Go line by line through the entries and show those that hold the string "usize".

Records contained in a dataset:
━━━━━━━━

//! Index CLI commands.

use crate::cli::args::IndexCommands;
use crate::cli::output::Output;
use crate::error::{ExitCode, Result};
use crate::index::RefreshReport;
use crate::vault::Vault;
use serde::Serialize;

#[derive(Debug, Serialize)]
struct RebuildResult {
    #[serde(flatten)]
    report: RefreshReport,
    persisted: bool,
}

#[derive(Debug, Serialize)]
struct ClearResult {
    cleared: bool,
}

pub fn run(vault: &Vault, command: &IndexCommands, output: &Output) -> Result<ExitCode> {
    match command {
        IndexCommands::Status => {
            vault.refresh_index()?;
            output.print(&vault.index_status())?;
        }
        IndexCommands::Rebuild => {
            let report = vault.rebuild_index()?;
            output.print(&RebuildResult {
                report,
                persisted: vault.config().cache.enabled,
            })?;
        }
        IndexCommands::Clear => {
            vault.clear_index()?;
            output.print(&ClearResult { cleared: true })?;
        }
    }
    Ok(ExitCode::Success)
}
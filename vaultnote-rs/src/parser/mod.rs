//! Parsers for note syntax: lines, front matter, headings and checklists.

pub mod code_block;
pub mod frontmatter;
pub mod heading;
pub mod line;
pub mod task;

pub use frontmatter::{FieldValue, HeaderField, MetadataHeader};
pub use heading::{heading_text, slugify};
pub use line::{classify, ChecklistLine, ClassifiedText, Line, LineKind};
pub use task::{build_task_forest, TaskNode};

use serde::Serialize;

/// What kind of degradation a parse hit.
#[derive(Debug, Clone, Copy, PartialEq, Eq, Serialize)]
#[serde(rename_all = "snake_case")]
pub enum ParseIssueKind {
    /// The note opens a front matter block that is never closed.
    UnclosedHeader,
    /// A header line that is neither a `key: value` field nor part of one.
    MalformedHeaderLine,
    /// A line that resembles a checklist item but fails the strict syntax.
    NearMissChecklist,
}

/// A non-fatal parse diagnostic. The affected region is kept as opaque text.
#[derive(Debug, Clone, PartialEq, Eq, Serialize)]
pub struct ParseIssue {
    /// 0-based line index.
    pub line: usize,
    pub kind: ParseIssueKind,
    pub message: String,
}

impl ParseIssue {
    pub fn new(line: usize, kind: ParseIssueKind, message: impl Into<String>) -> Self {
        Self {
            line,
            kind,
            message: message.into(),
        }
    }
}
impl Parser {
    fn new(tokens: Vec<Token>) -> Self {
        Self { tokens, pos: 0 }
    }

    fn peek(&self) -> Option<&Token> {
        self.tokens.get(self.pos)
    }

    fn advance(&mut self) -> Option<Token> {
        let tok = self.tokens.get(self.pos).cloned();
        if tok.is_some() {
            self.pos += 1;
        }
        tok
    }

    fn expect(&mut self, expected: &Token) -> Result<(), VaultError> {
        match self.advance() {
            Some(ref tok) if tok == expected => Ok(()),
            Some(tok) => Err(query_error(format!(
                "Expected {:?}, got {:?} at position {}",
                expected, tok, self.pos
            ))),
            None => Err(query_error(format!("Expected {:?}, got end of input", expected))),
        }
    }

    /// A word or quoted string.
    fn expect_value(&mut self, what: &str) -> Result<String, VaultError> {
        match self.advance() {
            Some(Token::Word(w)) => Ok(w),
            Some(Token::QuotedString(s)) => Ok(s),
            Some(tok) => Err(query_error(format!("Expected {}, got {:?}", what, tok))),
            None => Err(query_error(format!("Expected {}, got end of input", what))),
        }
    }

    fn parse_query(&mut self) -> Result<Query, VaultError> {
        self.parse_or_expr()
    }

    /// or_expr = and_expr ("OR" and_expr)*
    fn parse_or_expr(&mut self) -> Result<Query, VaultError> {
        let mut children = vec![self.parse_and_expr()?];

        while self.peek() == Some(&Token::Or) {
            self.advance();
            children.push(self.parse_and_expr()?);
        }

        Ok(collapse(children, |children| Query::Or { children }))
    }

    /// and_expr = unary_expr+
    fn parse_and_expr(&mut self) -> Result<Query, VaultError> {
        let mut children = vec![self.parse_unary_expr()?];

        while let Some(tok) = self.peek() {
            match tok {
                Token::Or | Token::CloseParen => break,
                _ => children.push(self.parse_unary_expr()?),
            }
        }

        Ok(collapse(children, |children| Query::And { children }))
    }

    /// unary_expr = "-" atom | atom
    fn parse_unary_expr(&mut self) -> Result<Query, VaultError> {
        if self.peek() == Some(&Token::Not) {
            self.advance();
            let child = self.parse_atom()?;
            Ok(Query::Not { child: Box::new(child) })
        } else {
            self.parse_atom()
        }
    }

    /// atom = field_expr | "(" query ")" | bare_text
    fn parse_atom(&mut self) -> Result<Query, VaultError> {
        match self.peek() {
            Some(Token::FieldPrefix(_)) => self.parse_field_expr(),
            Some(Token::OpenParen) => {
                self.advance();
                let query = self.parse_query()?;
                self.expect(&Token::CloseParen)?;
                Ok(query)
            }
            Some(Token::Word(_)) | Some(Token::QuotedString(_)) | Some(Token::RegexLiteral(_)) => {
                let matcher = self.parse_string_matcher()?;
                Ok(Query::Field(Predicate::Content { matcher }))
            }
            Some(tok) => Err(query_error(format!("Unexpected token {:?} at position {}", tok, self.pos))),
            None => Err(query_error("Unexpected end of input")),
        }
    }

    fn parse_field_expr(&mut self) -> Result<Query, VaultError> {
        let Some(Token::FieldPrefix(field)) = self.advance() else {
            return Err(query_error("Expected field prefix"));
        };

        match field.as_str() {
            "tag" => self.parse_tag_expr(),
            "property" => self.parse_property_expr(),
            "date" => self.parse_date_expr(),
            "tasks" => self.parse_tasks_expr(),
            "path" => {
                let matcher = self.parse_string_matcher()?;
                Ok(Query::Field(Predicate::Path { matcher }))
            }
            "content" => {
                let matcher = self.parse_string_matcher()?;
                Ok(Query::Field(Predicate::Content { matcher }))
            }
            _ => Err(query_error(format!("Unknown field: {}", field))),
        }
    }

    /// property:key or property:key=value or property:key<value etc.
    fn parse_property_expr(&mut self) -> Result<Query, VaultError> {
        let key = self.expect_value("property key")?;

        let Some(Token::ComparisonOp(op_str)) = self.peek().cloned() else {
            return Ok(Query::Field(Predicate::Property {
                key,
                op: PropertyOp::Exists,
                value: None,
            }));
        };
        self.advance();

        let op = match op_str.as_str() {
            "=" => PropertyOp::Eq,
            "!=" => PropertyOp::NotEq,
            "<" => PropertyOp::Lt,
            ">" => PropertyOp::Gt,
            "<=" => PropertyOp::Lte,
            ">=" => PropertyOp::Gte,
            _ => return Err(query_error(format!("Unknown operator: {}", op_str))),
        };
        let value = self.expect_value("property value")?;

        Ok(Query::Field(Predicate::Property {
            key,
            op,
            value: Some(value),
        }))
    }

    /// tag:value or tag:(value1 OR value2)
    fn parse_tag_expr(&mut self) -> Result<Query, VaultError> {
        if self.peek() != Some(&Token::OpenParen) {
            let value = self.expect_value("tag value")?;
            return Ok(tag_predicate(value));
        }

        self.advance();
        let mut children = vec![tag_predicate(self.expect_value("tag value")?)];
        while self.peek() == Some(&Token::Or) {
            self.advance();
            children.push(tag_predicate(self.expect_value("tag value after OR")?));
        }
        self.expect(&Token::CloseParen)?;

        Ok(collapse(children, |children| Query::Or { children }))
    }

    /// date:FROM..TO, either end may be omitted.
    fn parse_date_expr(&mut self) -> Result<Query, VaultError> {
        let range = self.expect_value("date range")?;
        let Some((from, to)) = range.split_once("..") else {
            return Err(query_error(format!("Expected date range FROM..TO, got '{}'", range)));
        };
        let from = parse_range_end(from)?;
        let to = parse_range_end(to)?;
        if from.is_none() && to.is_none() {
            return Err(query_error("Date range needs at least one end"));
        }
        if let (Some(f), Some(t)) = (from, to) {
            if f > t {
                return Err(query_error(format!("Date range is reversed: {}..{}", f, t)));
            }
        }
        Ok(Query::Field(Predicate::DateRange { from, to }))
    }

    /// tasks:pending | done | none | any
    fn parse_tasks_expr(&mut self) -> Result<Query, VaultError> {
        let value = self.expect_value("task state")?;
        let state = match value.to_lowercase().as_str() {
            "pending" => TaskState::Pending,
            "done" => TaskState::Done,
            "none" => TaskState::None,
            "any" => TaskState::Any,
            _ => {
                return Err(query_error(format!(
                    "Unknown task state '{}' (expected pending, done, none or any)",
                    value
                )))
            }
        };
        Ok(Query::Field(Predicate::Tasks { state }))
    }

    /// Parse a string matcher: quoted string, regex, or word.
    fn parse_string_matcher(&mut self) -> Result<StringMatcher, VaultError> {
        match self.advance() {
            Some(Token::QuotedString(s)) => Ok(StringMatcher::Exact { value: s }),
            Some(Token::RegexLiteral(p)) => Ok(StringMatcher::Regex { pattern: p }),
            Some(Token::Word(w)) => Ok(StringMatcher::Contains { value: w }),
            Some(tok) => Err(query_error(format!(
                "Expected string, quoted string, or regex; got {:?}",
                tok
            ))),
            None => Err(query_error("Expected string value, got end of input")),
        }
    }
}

━━━━━━━━

Response box:
    pub line: usize,
    pub fn new(line: usize, kind: ParseIssueKind, message: impl Into<String>) -> Self {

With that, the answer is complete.